Yesterday was a fairly good day. Yes, I had cram-studying to do. But with a mug of raspberry tea and my iPod playing my happy/sappy playlist, I was good. Sitting in our sunroom, I could look out in one direction to see silver-lined clouds, and in the other to see a dark sky creeping towards me, like Mordor quickly approaching. I stepped outside for a few minutes. The wind was blowing, but it was calm and bold and beautiful. It was the breath before the storm.
(Yes, I can see talking myself into a very Lord of the Rings-ish mood.)
Well, it certainly began to pour. I sat and studied sociology to the sound of rain pounding on the roof and the wind slamming the barn door shut over and over and over again. But it passed quickly, leaving us with the few last golden minutes of the day.
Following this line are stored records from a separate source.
use sea_orm::entity::prelude::*;
use serde::{Deserialize, Serialize};

/// Single-row table backing the daily ticket sequence. The row is bumped
/// inside the order-creation transaction and zeroed by the end-of-day
/// archive, so ticket numbers restart at 1 each business day.
#[derive(Clone, Debug, PartialEq, Eq, DeriveEntityModel, Serialize, Deserialize)]
#[sea_orm(table_name = "ticket_counter")]
pub struct Model {
    #[sea_orm(primary_key, auto_increment = false)]
    pub id: i32,
    pub last_ticket: i32,
}

#[derive(Copy, Clone, Debug, EnumIter, DeriveRelation)]
pub enum Relation {}

impl ActiveModelBehavior for ActiveModel {}

/// Id of the singleton counter row.
pub const COUNTER_ROW_ID: i32 = 1;
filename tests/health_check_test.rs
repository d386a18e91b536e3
//! Health probe tests.

mod common;

use axum::http::{Method, StatusCode};
use common::{response_json, TestApp};

#[tokio::test]
async fn liveness_probe_is_always_up() {
    let app = TestApp::new().await;

    let response = app.request(Method::GET, "/health", None).await;
    assert_eq!(response.status(), StatusCode::OK);
    let body = response_json(response).await;
    assert_eq!(body["status"], "up");
    assert!(!body["version"].as_str().unwrap().is_empty());
}

#[tokio::test]
async fn readiness_probe_reports_database_health() {
    let app = TestApp::new().await;

    let response = app.request(Method::GET, "/health/ready", None).await;
    assert_eq!(response.status(), StatusCode::OK);
    let body = response_json(response).await;
    assert_eq!(body["status"], "ready");
    assert_eq!(body["checks"]["database"]["status"], "up");

    // /status reports version info like the liveness probe.
    let response = app.request(Method::GET, "/status", None).await;
    assert_eq!(response.status(), StatusCode::OK);
    let body = response_json(response).await;
    assert_eq!(body["status"], "up");
}
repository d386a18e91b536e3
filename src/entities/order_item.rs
use async_trait::async_trait;
use chrono::{DateTime, Utc};
use rust_decimal::Decimal;
use sea_orm::entity::prelude::*;
use sea_orm::{ActiveValue, Set};
use serde::{Deserialize, Serialize};
use uuid::Uuid;

/// A line on an order. `name` and `unit_price` are snapshotted from the
/// menu item at creation time so historical orders keep their totals when
/// the menu changes.
#[derive(Clone, Debug, PartialEq, Eq, DeriveEntityModel, Serialize, Deserialize)]
#[sea_orm(table_name = "order_items")]
pub struct Model {
    #[sea_orm(primary_key, auto_increment = false)]
    pub id: Uuid,
    pub order_id: Uuid,
    pub menu_item_id: Uuid,
    pub name: String,
    pub unit_price: Decimal,
    pub quantity: i32,
    pub created_at: DateTime<Utc>,
}

#[derive(Copy, Clone, Debug, EnumIter, DeriveRelation)]
pub enum Relation {
    #[sea_orm(
        belongs_to = "super::order::Entity",
        from = "Column::OrderId",
        to = "super::order::Column::Id"
    )]
    Order,
    #[sea_orm(
        belongs_to = "super::menu_item::Entity",
        from = "Column::MenuItemId",
        to = "super::menu_item::Column::Id"
    )]
    MenuItem,
}

impl Related<super::order::Entity> for Entity {
    fn to() -> RelationDef {
        Relation::Order.def()
    }
}

impl Related<super::menu_item::Entity> for Entity {
    fn to() -> RelationDef {
        Relation::MenuItem.def()
    }
}

#[async_trait]
impl ActiveModelBehavior for ActiveModel {
    async fn before_save<C: ConnectionTrait>(self, _db: &C, insert: bool) -> Result<Self, DbErr>
    where
        C: ConnectionTrait,
    {
        let mut active_model = self;

        if insert {
            if let ActiveValue::NotSet = active_model.created_at {
                active_model.created_at = Set(Utc::now());
            }
        }

        Ok(active_model)
    }
}
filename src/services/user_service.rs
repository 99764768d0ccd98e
use crate::domain::user::User;
use crate::error::Result;
use crate::telemetry::METER_NAME;
use async_trait::async_trait;
use opentelemetry::{KeyValue, global, metrics::Counter};
use std::sync::Arc;

/// Persistence contract for users. Implemented by the Postgres repository.
#[async_trait]
pub trait UserRepository: Send + Sync + std::fmt::Debug {
    async fn create(&self, user: User) -> Result<User>;

    async fn get(&self, id: &str) -> Result<User>;

    async fn update(&self, user: User) -> Result<User>;

    async fn delete(&self, id: &str) -> Result<()>;
}

/// Operations exposed to the HTTP layer.
#[async_trait]
pub trait UserUseCase: Send + Sync + std::fmt::Debug {
    async fn create_user(&self, user: User) -> Result<User>;

    async fn get_user(&self, id: &str) -> Result<User>;

    async fn update_user(&self, user: User) -> Result<User>;

    async fn delete_user(&self, id: &str) -> Result<()>;
}

#[derive(Clone, Debug)]
struct Metrics {
    operations_total: Counter<u64>,
}

impl Metrics {
    fn new() -> Self {
        let meter = global::meter(METER_NAME);
        Self {
            operations_total: meter
                .u64_counter("user_operations_total")
                .with_description("User operations handled, by operation and outcome")
                .build(),
        }
    }

    fn record<T>(&self, operation: &'static str, res: &Result<T>) {
        self.operations_total
            .add(1, &[KeyValue::new("operation", operation), KeyValue::new("outcome", outcome(res))]);
    }
}

const fn outcome<T>(res: &Result<T>) -> &'static str {
    if res.is_ok() { "ok" } else { "error" }
}

#[derive(Clone, Debug)]
pub struct UserService {
    repo: Arc<dyn UserRepository>,
    metrics: Metrics,
}

impl UserService {
    #[must_use]
    pub fn new(repo: Arc<dyn UserRepository>) -> Self {
        Self { repo, metrics: Metrics::new() }
    }
}

#[async_trait]
impl UserUseCase for UserService {
    #[tracing::instrument(skip(self, user), err(level = "warn"))]
    async fn create_user(&self, user: User) -> Result<User> {
        let res = self.repo.create(user).await.map_err(|e| e.context("UserService - Create - repo"));
        self.metrics.record("create", &res);
        res
    }

    #[tracing::instrument(skip(self), err(level = "warn"))]
    async fn get_user(&self, id: &str) -> Result<User> {
        let res = self.repo.get(id).await.map_err(|e| e.context("UserService - Get - repo"));
        self.metrics.record("get", &res);
        res
    }

    #[tracing::instrument(skip(self, user), fields(user_id = %user.id), err(level = "warn"))]
    async fn update_user(&self, user: User) -> Result<User> {
        let res = self.repo.update(user).await.map_err(|e| e.context("UserService - Update - repo"));
        self.metrics.record("update", &res);
        res
    }

    #[tracing::instrument(skip(self), err(level = "warn"))]
    async fn delete_user(&self, id: &str) -> Result<()> {
        let res = self.repo.delete(id).await.map_err(|e| e.context("UserService - Delete - repo"));
        self.metrics.record("delete", &res);
        res
    }
}
use crate::config::DatabaseConfig;
use sqlx::postgres::PgPoolOptions;
use sqlx::{Pool, Postgres};
use std::time::Duration;

pub mod records;
pub mod user_repo;

pub type DbPool = Pool<Postgres>;

/// Builds the connection pool. Connections are opened on first use, so an
/// unreachable database surfaces through the startup readiness check rather
/// than here.
///
/// # Errors
/// Returns `sqlx::Error` if the connection URL cannot be parsed.
pub fn init_pool(config: &DatabaseConfig) -> Result<DbPool, sqlx::Error> {
    PgPoolOptions::new()
        .max_connections(config.max_connections)
        .min_connections(config.min_connections)
        .acquire_timeout(Duration::from_secs(config.acquire_timeout_secs))
        .connect_lazy(&config.url)
}
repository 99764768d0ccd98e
use serde::{Deserialize, Serialize};

#[derive(Debug, Serialize, Deserialize)]
pub struct HealthResponse {
    pub status: String,
    pub database: String,
}
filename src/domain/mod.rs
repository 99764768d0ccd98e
pub mod user;
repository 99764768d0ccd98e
use crate::api::AppState;
use crate::api::schemas::users::{MessageResponse, UserPayload, UserResponse};
use crate::domain::user::User;
use crate::error::{ApiError, AppError};
use axum::{
    Json,
    extract::{Path, State, rejection::JsonRejection},
};
use uuid::Uuid;

const INVALID_BODY: &str = "invalid request body";

type ApiResult<T> = Result<T, ApiError>;

fn decode_user(payload: Result<Json<UserPayload>, JsonRejection>) -> Result<User, AppError> {
    let Json(payload) = payload.map_err(|e| AppError::Validation(e.body_text()))?;
    User::try_from(payload).map_err(AppError::Validation)
}

pub async fn create_user(
    State(state): State<AppState>,
    payload: Result<Json<UserPayload>, JsonRejection>,
) -> ApiResult<Json<UserResponse>> {
    let mut user = decode_user(payload).map_err(|e| {
        tracing::warn!(error = %e, "http - v1 - create user");
        ApiError::bad_request(INVALID_BODY)
    })?;

    user.id = Uuid::new_v4().to_string();

    let user = state.users.create_user(user).await.map_err(|e| {
        tracing::error!(error = %e, "http - v1 - create user");
        ApiError::internal("create user service problems")
    })?;

    Ok(Json(user.into()))
}

pub async fn get_user(State(state): State<AppState>, Path(id): Path<String>) -> ApiResult<Json<UserResponse>> {
    let user = state.users.get_user(&id).await.map_err(|e| {
        tracing::error!(error = %e, user_id = %id, "http - v1 - get user");
        ApiError::internal("get user service problems")
    })?;

    Ok(Json(user.into()))
}

pub async fn update_user(
    State(state): State<AppState>,
    Path(id): Path<String>,
    payload: Result<Json<UserPayload>, JsonRejection>,
) -> ApiResult<Json<UserResponse>> {
    let mut user = decode_user(payload).map_err(|e| {
        tracing::warn!(error = %e, "http - v1 - update user");
        ApiError::bad_request(INVALID_BODY)
    })?;

    user.id = id;

    let user = state.users.update_user(user).await.map_err(|e| {
        tracing::error!(error = %e, "http - v1 - update user");
        ApiError::internal("update user service problems")
    })?;

    Ok(Json(user.into()))
}

pub async fn delete_user(State(state): State<AppState>, Path(id): Path<String>) -> ApiResult<Json<MessageResponse>> {
    state.users.delete_user(&id).await.map_err(|e| {
        tracing::error!(error = %e, user_id = %id, "http - v1 - delete user");
        ApiError::internal("delete user service problems")
    })?;

    Ok(Json(MessageResponse { message: "user was successfully deleted".to_string() }))
}
use crate::config::{LogFormat, TelemetryConfig};
use opentelemetry::{KeyValue, global};
use opentelemetry_otlp::WithExportConfig;
use opentelemetry_sdk::{
    Resource,
    metrics::{PeriodicReader, SdkMeterProvider},
    propagation::TraceContextPropagator,
    trace::SdkTracerProvider,
};
use opentelemetry_semantic_conventions::resource::{SERVICE_NAME, SERVICE_VERSION};
use tracing_opentelemetry::OpenTelemetryLayer;
use tracing_subscriber::{EnvFilter, Registry, layer::SubscriberExt, util::SubscriberInitExt};

pub(crate) const METER_NAME: &str = "user-crud-server";

/// Holds the OTLP providers so pending spans and metrics can be flushed on exit.
#[derive(Debug, Default)]
pub struct TelemetryGuard {
    tracer_provider: Option<SdkTracerProvider>,
    meter_provider: Option<SdkMeterProvider>,
}

impl TelemetryGuard {
    /// Flushes and shuts down the exporters. A no-op when OTLP export is off.
    pub fn shutdown(self) {
        if let Some(provider) = self.tracer_provider
            && let Err(e) = provider.shutdown()
        {
            tracing::warn!(error = %e, "Failed to shut down tracer provider");
        }
        if let Some(provider) = self.meter_provider
            && let Err(e) = provider.shutdown()
        {
            tracing::warn!(error = %e, "Failed to shut down meter provider");
        }
    }
}

/// Parses a filter directive string and caps driver and transport crates at `warn`.
///
/// # Errors
/// Returns an error if `directives` is not a valid filter.
pub fn level_filter(directives: &str) -> anyhow::Result<EnvFilter> {
    Ok(EnvFilter::try_new(directives)?.add_directive("sqlx=warn".parse()?).add_directive("hyper=warn".parse()?))
}

/// Builds the log filter: `RUST_LOG` wins, otherwise the configured level.
///
/// # Errors
/// Returns an error if the chosen directives are not a valid filter.
pub fn build_filter(config: &TelemetryConfig) -> anyhow::Result<EnvFilter> {
    match std::env::var(EnvFilter::DEFAULT_ENV) {
        Ok(directives) if !directives.is_empty() => level_filter(&directives),
        _ => level_filter(&config.log_level),
    }
}

/// Initializes logging and, when an OTLP endpoint is configured, the
/// OpenTelemetry tracing and metrics providers.
///
/// # Errors
/// Returns an error if the filter is invalid, an exporter cannot be built,
/// or a global subscriber is already set.
pub fn init_telemetry(config: &TelemetryConfig) -> anyhow::Result<TelemetryGuard> {
    let registry = Registry::default().with(build_filter(config)?);

    let mut guard = TelemetryGuard::default();
    let otel_layer = if let Some(endpoint) = &config.otlp_endpoint {
        let resource = Resource::builder()
            .with_attributes(vec![
                KeyValue::new(SERVICE_NAME, METER_NAME),
                KeyValue::new(SERVICE_VERSION, env!("CARGO_PKG_VERSION")),
            ])
            .build();

        global::set_text_map_propagator(TraceContextPropagator::new());

        let tracer_provider = SdkTracerProvider::builder()
            .with_resource(resource.clone())
            .with_batch_exporter(
                opentelemetry_otlp::SpanExporter::builder()
                    .with_http()
                    .with_endpoint(format!("{endpoint}/v1/traces"))
                    .build()?,
            )
            .build();

        let tracer = opentelemetry::trace::TracerProvider::tracer(&tracer_provider, METER_NAME);
        global::set_tracer_provider(tracer_provider.clone());

        let exporter = opentelemetry_otlp::MetricExporter::builder()
            .with_http()
            .with_endpoint(format!("{endpoint}/v1/metrics"))
            .build()?;

        let reader = PeriodicReader::builder(exporter).build();
        let meter_provider = SdkMeterProvider::builder().with_resource(resource).with_reader(reader).build();
        global::set_meter_provider(meter_provider.clone());

        guard = TelemetryGuard { tracer_provider: Some(tracer_provider), meter_provider: Some(meter_provider) };
        Some(OpenTelemetryLayer::new(tracer))
    } else {
        None
    };

    let registry = registry.with(otel_layer);

    match config.log_format {
        LogFormat::Text => registry.with(tracing_subscriber::fmt::layer()).try_init()?,
        LogFormat::Json => registry.with(tracing_subscriber::fmt::layer().json()).try_init()?,
    }

    Ok(guard)
}

/// Best-effort subscriber for unit tests; repeated calls are no-ops.
pub fn init_test_telemetry() {
    let filter = EnvFilter::try_from_default_env().unwrap_or_else(|_| EnvFilter::new("user_crud_server=debug"));
    let _ = tracing_subscriber::fmt().with_env_filter(filter).with_test_writer().try_init();
}

#[cfg(test)]
mod tests {
    use super::*;

    #[test]
    fn test_invalid_level_is_rejected() {
        assert!(level_filter("user_crud_server=loud").is_err());
    }

    #[test]
    fn test_valid_levels_build() {
        assert!(level_filter("info").is_ok());
        assert!(level_filter("warn,user_crud_server=debug").is_ok());
    }

    #[test]
    fn test_default_config_builds() {
        assert!(build_filter(&TelemetryConfig::default()).is_ok());
    }

    #[test]
    fn test_guard_without_exporters_shuts_down_cleanly() {
        TelemetryGuard::default().shutdown();
    }
}
pub mod health_service;
pub mod user_service;
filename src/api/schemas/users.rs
use crate::domain::user::User;
use serde::{Deserialize, Serialize};
use time::OffsetDateTime;

/// Body of create and update requests. Profile fields that are omitted or
/// `null` become empty strings. Unknown keys, including a caller-supplied
/// `id`, are ignored.
#[derive(Debug, Deserialize)]
pub struct UserPayload {
    #[serde(default)]
    pub full_name: Option<String>,
    #[serde(default)]
    pub username: Option<String>,
    #[serde(default)]
    pub email: Option<String>,
    #[serde(default)]
    pub password: Option<String>,
    #[serde(default)]
    pub bio: Option<String>,
    #[serde(default)]
    pub website: Option<String>,
}

impl TryFrom<UserPayload> for User {
    type Error = String;

    fn try_from(payload: UserPayload) -> Result<Self, Self::Error> {
        let full_name = match payload.full_name {
            Some(name) if !name.is_empty() => name,
            _ => return Err("full_name cannot be empty".into()),
        };

        Ok(Self {
            id: String::new(),
            full_name,
            username: payload.username.unwrap_or_default(),
            email: payload.email.unwrap_or_default(),
            password: payload.password.unwrap_or_default(),
            bio: payload.bio.unwrap_or_default(),
            website: payload.website.unwrap_or_default(),
            created_at: None,
            updated_at: None,
        })
    }
}

#[derive(Debug, Serialize, Deserialize)]
pub struct UserResponse {
    pub id: String,
    pub full_name: String,
    pub username: String,
    pub email: String,
    pub password: String,
    pub bio: String,
    pub website: String,
    #[serde(with = "time::serde::rfc3339::option")]
    pub created_at: Option<OffsetDateTime>,
    #[serde(with = "time::serde::rfc3339::option")]
    pub updated_at: Option<OffsetDateTime>,
}

impl From<User> for UserResponse {
    fn from(user: User) -> Self {
        Self {
            id: user.id,
            full_name: user.full_name,
            username: user.username,
            email: user.email,
            password: user.password,
            bio: user.bio,
            website: user.website,
            created_at: user.created_at,
            updated_at: user.updated_at,
        }
    }
}

#[derive(Debug, Serialize, Deserialize)]
pub struct MessageResponse {
    pub message: String,
}
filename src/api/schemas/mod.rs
pub mod health;
pub mod users;
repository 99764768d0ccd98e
#![forbid(unsafe_code)]
#![warn(clippy::all)]
#![warn(clippy::pedantic)]
#![warn(clippy::nursery)]
#![warn(clippy::unwrap_used)]
#![warn(clippy::todo)]
#![warn(clippy::panic)]
#![warn(clippy::dbg_macro)]
#![warn(clippy::print_stdout)]
#![warn(clippy::print_stderr)]
#![warn(clippy::clone_on_ref_ptr)]
#![warn(unreachable_pub)]
#![warn(missing_debug_implementations)]
#![warn(unused_qualifications)]
#![deny(unused_must_use)]

use std::net::SocketAddr;
use std::time::Duration;
use tracing::Instrument;
use user_crud_server::config::Config;
use user_crud_server::{api, storage, telemetry};

#[tokio::main]
async fn main() -> anyhow::Result<()> {
    let config = Config::load();
    let telemetry_guard = telemetry::init_telemetry(&config.telemetry)?;

    let boot_span = tracing::info_span!("boot_server");
    let (listener, app_router) = async {
        let pool = storage::init_pool(&config.database)?;
        let state = user_crud_server::build_state(&config, pool);

        state.health_service.wait_until_ready().await.map_err(anyhow::Error::msg)?;

        let app_router = api::app_router(state);

        let addr: SocketAddr = format!("{}:{}", config.server.host, config.server.port).parse()?;
        let listener = tokio::net::TcpListener::bind(addr).await?;
        tracing::info!(address = %addr, "listening");

        Ok::<(tokio::net::TcpListener, axum::Router), anyhow::Error>((listener, app_router))
    }
    .instrument(boot_span)
    .await?;

    let (drain_tx, drain_rx) = tokio::sync::oneshot::channel::<()>();
    let server = axum::serve(listener, app_router)
        .with_graceful_shutdown(async move {
            user_crud_server::shutdown_signal().await;
            let _ = drain_tx.send(());
        })
        .into_future();

    let drain_timeout = Duration::from_secs(config.server.shutdown_timeout_secs);
    tokio::select! {
        res = server => {
            if let Err(e) = res {
                tracing::error!(error = %e, "Server error");
            }
        }
        () = async {
            let _ = drain_rx.await;
            tokio::time::sleep(drain_timeout).await;
        } => {
            tracing::warn!("Timeout waiting for in-flight requests to finish.");
        }
    }

    tracing::info!("Server stopped");
    telemetry_guard.shutdown();
    Ok(())
}
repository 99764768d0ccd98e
use crate::services::health_service::HealthService;
use crate::services::user_service::UserUseCase;
use axum::body::Body;
use axum::http::{HeaderName, Request};
use axum::{
    Router,
    routing::{delete, get, post, put},
};
use std::sync::Arc;
use tower_http::request_id::{MakeRequestUuid, PropagateRequestIdLayer, RequestId, SetRequestIdLayer};
use tower_http::trace::TraceLayer;

pub mod health;
pub mod schemas;
pub mod users;

const REQUEST_ID_HEADER: &str = "x-request-id";

#[derive(Clone, Debug)]
pub struct AppState {
    pub users: Arc<dyn UserUseCase>,
    pub health_service: HealthService,
}

/// Configures and returns the application router.
pub fn app_router(state: AppState) -> Router {
    let user_routes = Router::new()
        .route("/users/create", post(users::create_user))
        .route("/users/{id}", get(users::get_user).post(users::get_user))
        .route("/users/update/{id}", put(users::update_user))
        .route("/users/delete/{id}", delete(users::delete_user));

    Router::new()
        .route("/healthz", get(health::healthz))
        .route("/readyz", get(health::readyz))
        .nest("/v1", user_routes)
        .layer(PropagateRequestIdLayer::new(HeaderName::from_static(REQUEST_ID_HEADER)))
        .layer(
            TraceLayer::new_for_http()
                .make_span_with(|request: &Request<Body>| {
                    let request_id = request
                        .extensions()
                        .get::<RequestId>()
                        .map(|id| id.header_value().to_str().unwrap_or_default())
                        .unwrap_or_default()
                        .to_string();

                    tracing::info_span!(
                        "request",
                        "request_id" = %request_id,
                        "http.request.method" = %request.method(),
                        "url.path" = %request.uri().path(),
                        "http.response.status_code" = tracing::field::Empty,
                    )
                })
                .on_response(
                    |response: &axum::http::Response<_>, latency: std::time::Duration, span: &tracing::Span| {
                        let status = response.status();
                        span.record("http.response.status_code", status.as_u16());

                        tracing::info!(
                            latency_ms = %latency.as_millis(),
                            status = %status.as_u16(),
                            "request completed"
                        );
                    },
                )
                .on_failure(|error, _latency, _span: &tracing::Span| {
                    tracing::error!(error = %error, "request failed");
                }),
        )
        .layer(SetRequestIdLayer::new(HeaderName::from_static(REQUEST_ID_HEADER), MakeRequestUuid))
        .with_state(state)
}
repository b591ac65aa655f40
//! Utility functions for the agent-discovery library

use std::{
    net::{IpAddr, Ipv4Addr},
    time::{Duration, SystemTime, UNIX_EPOCH},
};
use tracing::debug;

/// Network utility functions
pub mod network {
    use super::*;

    /// Pick the address other hosts are most likely to reach this agent on
    ///
    /// Returns the first non-loopback IPv4 address of a local interface, or
    /// `None` when only loopback is available.
    pub fn guess_local_address() -> Option<IpAddr> {
        match local_ip_address::local_ip() {
            Ok(ip) if !ip.is_loopback() && !ip.is_unspecified() => return Some(ip),
            Ok(ip) => debug!("Default route address {} not usable", ip),
            Err(e) => debug!("Failed to look up default route address: {}", e),
        }

        let interfaces = match local_ip_address::list_afinet_netifas() {
            Ok(interfaces) => interfaces,
            Err(e) => {
                debug!("Failed to list network interfaces: {}", e);
                return None;
            }
        };

        interfaces
            .into_iter()
            .map(|(_, ip)| ip)
            .find(|ip| ip.is_ipv4() && !ip.is_loopback() && !ip.is_unspecified())
    }

    /// Check if an address can be used as a multicast group
    pub fn is_multicast_group(addr: &Ipv4Addr) -> bool {
        addr.is_multicast()
    }
}

/// Time utility functions
pub mod time {
    use super::*;

    /// Get current timestamp as seconds since Unix epoch
    ///
    /// This is the granularity used for resource change detection.
    pub fn current_timestamp() -> u64 {
        SystemTime::now()
            .duration_since(UNIX_EPOCH)
            .unwrap_or(Duration::ZERO)
            .as_secs()
    }

    /// Convert duration to human-readable string
    pub fn duration_to_string(duration: Duration) -> String {
        let total_secs = duration.as_secs();
        let minutes = total_secs / 60;
        let seconds = total_secs % 60;
        let millis = duration.subsec_millis();

        if minutes > 0 {
            format!("{minutes}m {seconds}s")
        } else if seconds > 0 {
            format!("{seconds}.{millis:03}s")
        } else {
            format!("{}ms", duration.as_millis())
        }
    }
}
Today I was not so fortunate. It's just been one of those lousy days. We all get them, I suppose. I had the sociology exam I had cram-studied for. I got in a couple arguments, didn't get much accomplished, and forgot to laugh. Light glared in my eyes as I tried to drive and I wasn't thankful for the sunshine. My brother asked my advice & I was stubborn and unhelpful, and my sister asked me to attend her tae kwon do test & I didn't go. My hair is up in a sloppy bun, I'm wearing my big comfy hoodie, and I feel like I could hibernate for a week before catching up on sleep. I can't go to a friend's play performance because I have to work, pre-calculus is a bunch of jargon, and even blogger is not letting me situate my photos correctly.
|okay, so one thing I'm happy about: this photo. the perspective and uniqueness.|
So, after such a day, what did I do? I went and watched the above video, to cheer myself up. It worked, a little bit anyway. And for therapy, I took some photos and edited more. Alright, so it wasn't therapy. It was just an attempt to avoid the pre-calc.
Here's to hoping the weekend gets a bit better. Do you have/do anything in particular to remedy a bad day?
I think I'll go make myself some more tea now.